* HOW TO COMPLETE THIS TASK
Starting at the line that contains "in error messages." in the listing below, write out every line word for word until you have written the line that contains "#[serde(transparent)]".

* PROVIDED INFORMATION

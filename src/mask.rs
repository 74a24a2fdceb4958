use std::path::{Path, PathBuf};

/// Existence check for mask assets, injected so path resolution can be
/// exercised without touching the disk.
pub trait PathProbe: Send + Sync {
    fn exists(&self, path: &Path) -> bool;
}

/// Probe backed by the real filesystem.
#[derive(Debug, Clone, Copy, Default)]
pub struct FsProbe;

impl PathProbe for FsProbe {
    fn exists(&self, path: &Path) -> bool {
        path.is_file()
    }
}

impl<F> PathProbe for F
where
    F: Fn(&Path) -> bool + Send + Sync,
{
    fn exists(&self, path: &Path) -> bool {
        self(path)
    }
}

/// Filename with its final extension removed (`leaf.v2.jpg` -> `leaf.v2`).
/// Leading dots never start an extension (`..png` stays `..png`).
pub fn basename(filename: &str) -> &str {
    let leading = filename.len() - filename.trim_start_matches('.').len();
    match filename[leading..].rfind('.') {
        Some(idx) => &filename[..leading + idx],
        None => filename,
    }
}

/// `<root>/<label>/<basename>_mask.png`
pub fn mask_path(root: &Path, label: &str, filename: &str) -> PathBuf {
    root.join(label)
        .join(format!("{}_mask.png", basename(filename)))
}

/// Resolves the mask for `filename` under `label`, or `None` when the probe
/// says the file is not there.
pub fn resolve(
    root: &Path,
    label: &str,
    filename: &str,
    probe: &dyn PathProbe,
) -> Option<PathBuf> {
    let path = mask_path(root, label, filename);
    probe.exists(&path).then_some(path)
}
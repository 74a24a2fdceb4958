//! HTML pages. Everything interpolated here passes through [`escape_html`]
//! first, since filenames and error messages come from the client.

const BOOTSTRAP_CSS: &str = "https://cdn.jsdelivr.net/npm/bootstrap@5.3.0/dist/css/bootstrap.min.css";
const D3_JS: &str = "https://d3js.org/d3.v7.min.js";

/// Values the result page needs.
#[derive(Debug, Clone, PartialEq)]
pub struct ResultView {
    pub label: String,
    pub infected_pct: f64,
    pub original_url: String,
    pub mask_url: String,
}

impl ResultView {
    /// Label as shown to people: `Tomato_Blight` -> `Tomato Blight`.
    pub fn display_label(&self) -> String {
        self.label.replace('_', " ")
    }

    /// Percentage clamped to the gauge's 0-100 sweep.
    pub fn gauge_pct(&self) -> f64 {
        self.infected_pct.clamp(0.0, 100.0)
    }

    /// Text drawn in the middle of the gauge, one decimal place.
    pub fn gauge_text(&self) -> String {
        format!("{:.1}%", self.gauge_pct())
    }
}

pub fn escape_html(input: &str) -> String {
    input
        .replace('&', "&amp;")
        .replace('<', "&lt;")
        .replace('>', "&gt;")
        .replace('"', "&quot;")
        .replace('\'', "&#39;")
}

pub fn upload_page(error: Option<&str>) -> String {
    let alert = match error {
        Some(message) => format!(
            r#"<div class="alert alert-danger mt-3" role="alert">{}</div>"#,
            escape_html(message)
        ),
        None => String::new(),
    };

    format!(
        r#"<!doctype html>
<html lang="en">
<head>
  <meta charset="utf-8"><meta name="viewport" content="width=device-width,initial-scale=1">
  <title>Plant Disease Detection</title>
  <link href="{css}" rel="stylesheet">
</head>
<body class="bg-light">
  <div class="container py-5">
    <div class="card mx-auto" style="max-width:420px;">
      <div class="card-body text-center">
        <h3 class="card-title text-success mb-4">Plant Disease Detection</h3>
        <form method="post" enctype="multipart/form-data">
          <input class="form-control mb-3" type="file" name="image" accept=".jpg,.jpeg,.png">
          <button class="btn btn-success w-100">Lookup</button>
        </form>
        {alert}
      </div>
    </div>
    <p class="text-center text-muted mt-4">
      Made by Rameen Babar, Arisha Khan, Batool Rizvi
    </p>
  </div>
</body>
</html>
"#,
        css = BOOTSTRAP_CSS,
        alert = alert,
    )
}

pub fn result_page(view: &ResultView) -> String {
    // {:?} on f64 always yields a valid JS number literal for finite values
    let pct = format!("{:?}", view.gauge_pct());
    // JSON string literal, then escaped so it can't close the script element
    let gauge_text = serde_json::to_string(&view.gauge_text())
        .unwrap_or_else(|_| "\"\"".to_string())
        .replace('<', "\\u003c");

    format!(
        r##"<!doctype html>
<html lang="en">
<head>
  <meta charset="utf-8"><meta name="viewport" content="width=device-width,initial-scale=1">
  <title>Lookup Result</title>
  <link href="{css}" rel="stylesheet">
  <script src="{d3}"></script>
</head>
<body class="bg-light">
  <div class="container py-5">
    <div class="card mx-auto" style="max-width:800px;">
      <div class="card-header bg-success text-white">
        <h4 class="mb-0">Computed Infection Result</h4>
      </div>
      <div class="card-body">
        <div class="mb-4 text-center">
          <h5>Disease: <span class="text-danger">{label}</span></h5>
        </div>
        <div class="row gx-4">
          <div class="col-md-4 text-center">
            <h6>Original Leaf</h6>
            <img src="{orig_url}" class="img-fluid rounded border" alt="Input">
          </div>
          <div class="col-md-4 text-center">
            <h6>Lesion Mask</h6>
            <img src="{mask_url}" class="img-fluid rounded border" alt="Mask">
          </div>
          <div class="col-md-4 text-center">
            <h6>Infection Gauge</h6>
            <div id="gauge" data-pct="{pct}"><noscript>{gauge_plain}</noscript></div>
          </div>
        </div>
        <div class="text-center mt-4">
          <a href="/" class="btn btn-primary">Analyze Another</a>
        </div>
      </div>
    </div>
  </div>

  <script>
const pct = {pct};
const gaugeText = {gauge_text};
const width = 200, height = 120;
const twoPi = 2 * Math.PI;
const arc = d3.arc()
  .startAngle(-Math.PI / 2)
  .endAngle(-Math.PI / 2 + twoPi * pct / 100)
  .innerRadius(50)
  .outerRadius(70);

const svg = d3.select("#gauge")
  .append("svg")
    .attr("width", width).attr("height", height)
  .append("g")
    .attr("transform", `translate(${{width / 2}},${{height}})`);

svg.append("path")
    .attr("d", arc)
    .attr("fill", "tomato");

svg.append("text")
    .attr("text-anchor", "middle")
    .attr("dy", "-0.5em")
    .style("font-size", "1.2em")
    .text(gaugeText);
  </script>
</body>
</html>
"##,
        css = BOOTSTRAP_CSS,
        d3 = D3_JS,
        label = escape_html(&view.display_label()),
        orig_url = escape_html(&view.original_url),
        mask_url = escape_html(&view.mask_url),
        pct = pct,
        gauge_text = gauge_text,
        gauge_plain = escape_html(&view.gauge_text()),
    )
}
use docpatch::{path, Patch, PatchEvent, Segment};
use proptest::prelude::*;

fn segment() -> impl Strategy<Value = Segment> {
    prop_oneof![
        "[a-z]{1,6}".prop_map(Segment::Field),
        (0usize..8).prop_map(Segment::Index),
        "[a-z0-9]{1,4}".prop_map(Segment::key),
    ]
}

fn patch() -> impl Strategy<Value = Patch> {
    (prop::collection::vec(segment(), 0..4), 0i64..100, any::<bool>()).prop_map(
        |(segments, n, unset)| {
            let path = docpatch::Path::from(segments);
            if unset {
                Patch::unset(path)
            } else {
                Patch::set(path, n)
            }
        },
    )
}

proptest! {
    #[test]
    fn prefixing_in_bubble_order_equals_manual_concatenation(
        patches in prop::collection::vec(patch(), 0..8),
        inner in segment(),
        outer in segment(),
    ) {
        let bubbled = PatchEvent::from(patches.clone())
            .prefix_all(inner.clone())
            .prefix_all(outer.clone());
        let manual: Vec<Patch> = patches
            .iter()
            .map(|p| {
                let mut path = docpatch::Path::from(vec![outer.clone(), inner.clone()]);
                for s in p.path().iter() {
                    path.push(s.clone());
                }
                p.clone().with_path(path)
            })
            .collect();
        prop_assert_eq!(bubbled.into_patches(), manual);
    }

    #[test]
    fn prefix_all_distributes_over_append(
        a in prop::collection::vec(patch(), 0..5),
        b in prop::collection::vec(patch(), 0..5),
        seg in segment(),
    ) {
        let joined = PatchEvent::from(a.clone()).append(b.clone()).prefix_all(seg.clone());
        let separate = PatchEvent::from(a)
            .prefix_all(seg.clone())
            .append(PatchEvent::from(b).prefix_all(seg));
        prop_assert_eq!(joined, separate);
    }

    #[test]
    fn composition_never_reorders(
        a in prop::collection::vec(patch(), 0..5),
        b in prop::collection::vec(patch(), 0..5),
    ) {
        let ev = PatchEvent::from(b.clone()).prepend(a.clone());
        let mut expected = a.clone();
        expected.extend(b.clone());
        prop_assert_eq!(ev.patches(), &expected[..]);

        let parts = PatchEvent::from_parts([PatchEvent::from(a), PatchEvent::from(b)]);
        prop_assert_eq!(parts.into_patches(), expected);
    }
}

#[test]
fn from_parts_accepts_single_patches() {
    let ev = PatchEvent::from_parts([Patch::unset(path!["a"]), Patch::unset(path!["b"])]);
    assert_eq!(ev.len(), 2);
}
//! Type definitions for document paths.

use serde::{Deserialize, Serialize};
use std::fmt;

/// Field segment that marks "the value itself" at the end of a focus path.
pub const FOCUS_TERMINATOR: &str = "$";

/// Addresses an array member by its stable `_key` instead of its position.
#[derive(Clone, Debug, PartialEq, Eq, Hash, Serialize, Deserialize)]
pub struct KeyedSegment {
    #[serde(rename = "_key")]
    pub key: String,
}

impl KeyedSegment {
    pub fn new(key: impl Into<String>) -> Self {
        Self { key: key.into() }
    }
}

/// A single step in a [`Path`].
///
/// Serializes to the same shape the editing surface sends over the wire:
/// a string for object fields, a non-negative integer for array positions,
/// and `{"_key": "..."}` for keyed array members.
#[derive(Clone, Debug, PartialEq, Eq, Hash, Serialize, Deserialize)]
#[serde(untagged)]
pub enum Segment {
    Index(usize),
    Field(String),
    Key(KeyedSegment),
}

impl Segment {
    #[inline]
    pub fn field(name: impl Into<String>) -> Self {
        Segment::Field(name.into())
    }

    #[inline]
    pub fn index(i: usize) -> Self {
        Segment::Index(i)
    }

    #[inline]
    pub fn key(key: impl Into<String>) -> Self {
        Segment::Key(KeyedSegment::new(key))
    }

    /// The focus terminator segment (`"$"`).
    #[inline]
    pub fn focus_terminator() -> Self {
        Segment::Field(FOCUS_TERMINATOR.to_string())
    }

    #[inline]
    pub fn is_focus_terminator(&self) -> bool {
        matches!(self, Segment::Field(f) if f == FOCUS_TERMINATOR)
    }

    /// True for segments that can only be resolved against an array.
    #[inline]
    pub fn is_array_segment(&self) -> bool {
        matches!(self, Segment::Index(_) | Segment::Key(_))
    }

    #[inline]
    pub fn as_field(&self) -> Option<&str> {
        match self {
            Segment::Field(f) => Some(f),
            _ => None,
        }
    }

    #[inline]
    pub fn as_index(&self) -> Option<usize> {
        match self {
            Segment::Index(i) => Some(*i),
            _ => None,
        }
    }

    #[inline]
    pub fn as_key(&self) -> Option<&str> {
        match self {
            Segment::Key(k) => Some(&k.key),
            _ => None,
        }
    }

    /// Short name of the segment kind, used in error messages.
    pub fn kind(&self) -> &'static str {
        match self {
            Segment::Index(_) => "index",
            Segment::Field(_) => "field",
            Segment::Key(_) => "key",
        }
    }
}

impl fmt::Display for Segment {
    fn fmt(&self, f: &mut fmt::Formatter<'_>) -> fmt::Result {
        match self {
            Segment::Index(i) => write!(f, "[{i}]"),
            Segment::Field(name) => write!(f, "{name}"),
            Segment::Key(k) => write!(f, "[_key=={:?}]", k.key),
        }
    }
}

impl From<&str> for Segment {
    fn from(s: &str) -> Self {
        Segment::Field(s.to_owned())
    }
}

impl From<String> for Segment {
    fn from(s: String) -> Self {
        Segment::Field(s)
    }
}

impl From<usize> for Segment {
    fn from(i: usize) -> Self {
        Segment::Index(i)
    }
}

impl From<KeyedSegment> for Segment {
    fn from(k: KeyedSegment) -> Self {
        Segment::Key(k)
    }
}

/// An ordered sequence of segments addressing a location in a document.
#[derive(Clone, Debug, Default, PartialEq, Eq, Hash, Serialize, Deserialize)]
#[serde(transparent)]
pub struct Path(Vec<Segment>);

impl Path {
    #[inline]
    pub fn new() -> Self {
        Self(Vec::new())
    }

    /// The empty path, addressing the document itself.
    #[inline]
    pub fn root() -> Self {
        Self::new()
    }

    #[inline]
    pub fn from_segments(segments: Vec<Segment>) -> Self {
        Self(segments)
    }

    /// Append a field segment (builder).
    #[inline]
    pub fn field(mut self, name: impl Into<String>) -> Self {
        self.0.push(Segment::Field(name.into()));
        self
    }

    /// Append an index segment (builder).
    #[inline]
    pub fn index(mut self, i: usize) -> Self {
        self.0.push(Segment::Index(i));
        self
    }

    /// Append a key segment (builder).
    #[inline]
    pub fn key(mut self, key: impl Into<String>) -> Self {
        self.0.push(Segment::key(key));
        self
    }

    #[inline]
    pub fn push(&mut self, segment: Segment) {
        self.0.push(segment);
    }

    #[inline]
    pub fn pop(&mut self) -> Option<Segment> {
        self.0.pop()
    }

    /// Returns a new path with `segment` unshifted onto the front.
    pub fn prepended(&self, segment: Segment) -> Path {
        let mut segments = Vec::with_capacity(self.0.len() + 1);
        segments.push(segment);
        segments.extend(self.0.iter().cloned());
        Path(segments)
    }

    /// Unshift `segment` onto the front of this path in place.
    #[inline]
    pub fn unshift(&mut self, segment: Segment) {
        self.0.insert(0, segment);
    }

    /// Returns `self` followed by all segments of `other`.
    pub fn join(&self, other: &[Segment]) -> Path {
        let mut segments = self.0.clone();
        segments.extend(other.iter().cloned());
        Path(segments)
    }

    /// The path without its last segment, or `None` for the root.
    pub fn parent(&self) -> Option<Path> {
        self.0.split_last().map(|(_, rest)| Path(rest.to_vec()))
    }

    #[inline]
    pub fn segments(&self) -> &[Segment] {
        &self.0
    }

    #[inline]
    pub fn into_segments(self) -> Vec<Segment> {
        self.0
    }

    #[inline]
    pub fn is_root(&self) -> bool {
        self.0.is_empty()
    }

    /// True when the path ends with [`FOCUS_TERMINATOR`].
    pub fn has_focus_terminator(&self) -> bool {
        self.0.last().is_some_and(Segment::is_focus_terminator)
    }

    /// The path with a trailing focus terminator removed.
    pub fn without_focus_terminator(&self) -> &[Segment] {
        match self.0.split_last() {
            Some((last, rest)) if last.is_focus_terminator() => rest,
            _ => &self.0,
        }
    }
}

impl std::ops::Deref for Path {
    type Target = [Segment];

    fn deref(&self) -> &[Segment] {
        &self.0
    }
}

impl AsRef<[Segment]> for Path {
    fn as_ref(&self) -> &[Segment] {
        &self.0
    }
}

impl From<Vec<Segment>> for Path {
    fn from(segments: Vec<Segment>) -> Self {
        Path(segments)
    }
}

impl From<&[Segment]> for Path {
    fn from(segments: &[Segment]) -> Self {
        Path(segments.to_vec())
    }
}

impl FromIterator<Segment> for Path {
    fn from_iter<I: IntoIterator<Item = Segment>>(iter: I) -> Self {
        Path(iter.into_iter().collect())
    }
}

impl IntoIterator for Path {
    type Item = Segment;
    type IntoIter = std::vec::IntoIter<Segment>;

    fn into_iter(self) -> Self::IntoIter {
        self.0.into_iter()
    }
}

impl<'a> IntoIterator for &'a Path {
    type Item = &'a Segment;
    type IntoIter = std::slice::Iter<'a, Segment>;

    fn into_iter(self) -> Self::IntoIter {
        self.0.iter()
    }
}

impl fmt::Display for Path {
    fn fmt(&self, f: &mut fmt::Formatter<'_>) -> fmt::Result {
        f.write_str(&crate::string::to_path_string(&self.0))
    }
}

/// Construct a [`Path`] from a list of segments.
///
/// String literals become field segments and integers become index segments.
/// Use [`Segment::key`] for keyed segments.
///
/// ```
/// use docpatch_path::{path, Segment};
///
/// let p = path!["items", Segment::key("a1"), "title"];
/// assert_eq!(p.len(), 3);
/// let q = path!["rows", 0];
/// assert_eq!(q[1], Segment::Index(0));
/// ```
#[macro_export]
macro_rules! path {
    () => {
        $crate::Path::root()
    };
    ($($seg:expr),+ $(,)?) => {{
        let mut p = $crate::Path::root();
        $(
            p.push($crate::Segment::from($seg));
        )+
        p
    }};
}
//! Codecs for patches.

pub mod json;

* REPLY
    /// Short name of the segment kind, used in error messages.
    pub fn kind(&self) -> &'static str {
        match self {
            Segment::Index(_) => "index",
            Segment::Field(_) => "field",
            Segment::Key(_) => "key",
        }
    }
}

impl fmt::Display for Segment {
    fn fmt(&self, f: &mut fmt::Formatter<'_>) -> fmt::Result {
        match self {
            Segment::Index(i) => write!(f, "[{i}]"),
            Segment::Field(name) => write!(f, "{name}"),
            Segment::Key(k) => write!(f, "[_key=={:?}]", k.key),
        }
    }
}

impl From<&str> for Segment {
    fn from(s: &str) -> Self {
        Segment::Field(s.to_owned())
    }
}

impl From<String> for Segment {
    fn from(s: String) -> Self {
        Segment::Field(s)
    }
}

impl From<usize> for Segment {
    fn from(i: usize) -> Self {
        Segment::Index(i)
    }
}

impl From<KeyedSegment> for Segment {
    fn from(k: KeyedSegment) -> Self {
        Segment::Key(k)
    }
}

/// An ordered sequence of segments addressing a location in a document.
#[derive(Clone, Debug, Default, PartialEq, Eq, Hash, Serialize, Deserialize)]
#[serde(transparent)]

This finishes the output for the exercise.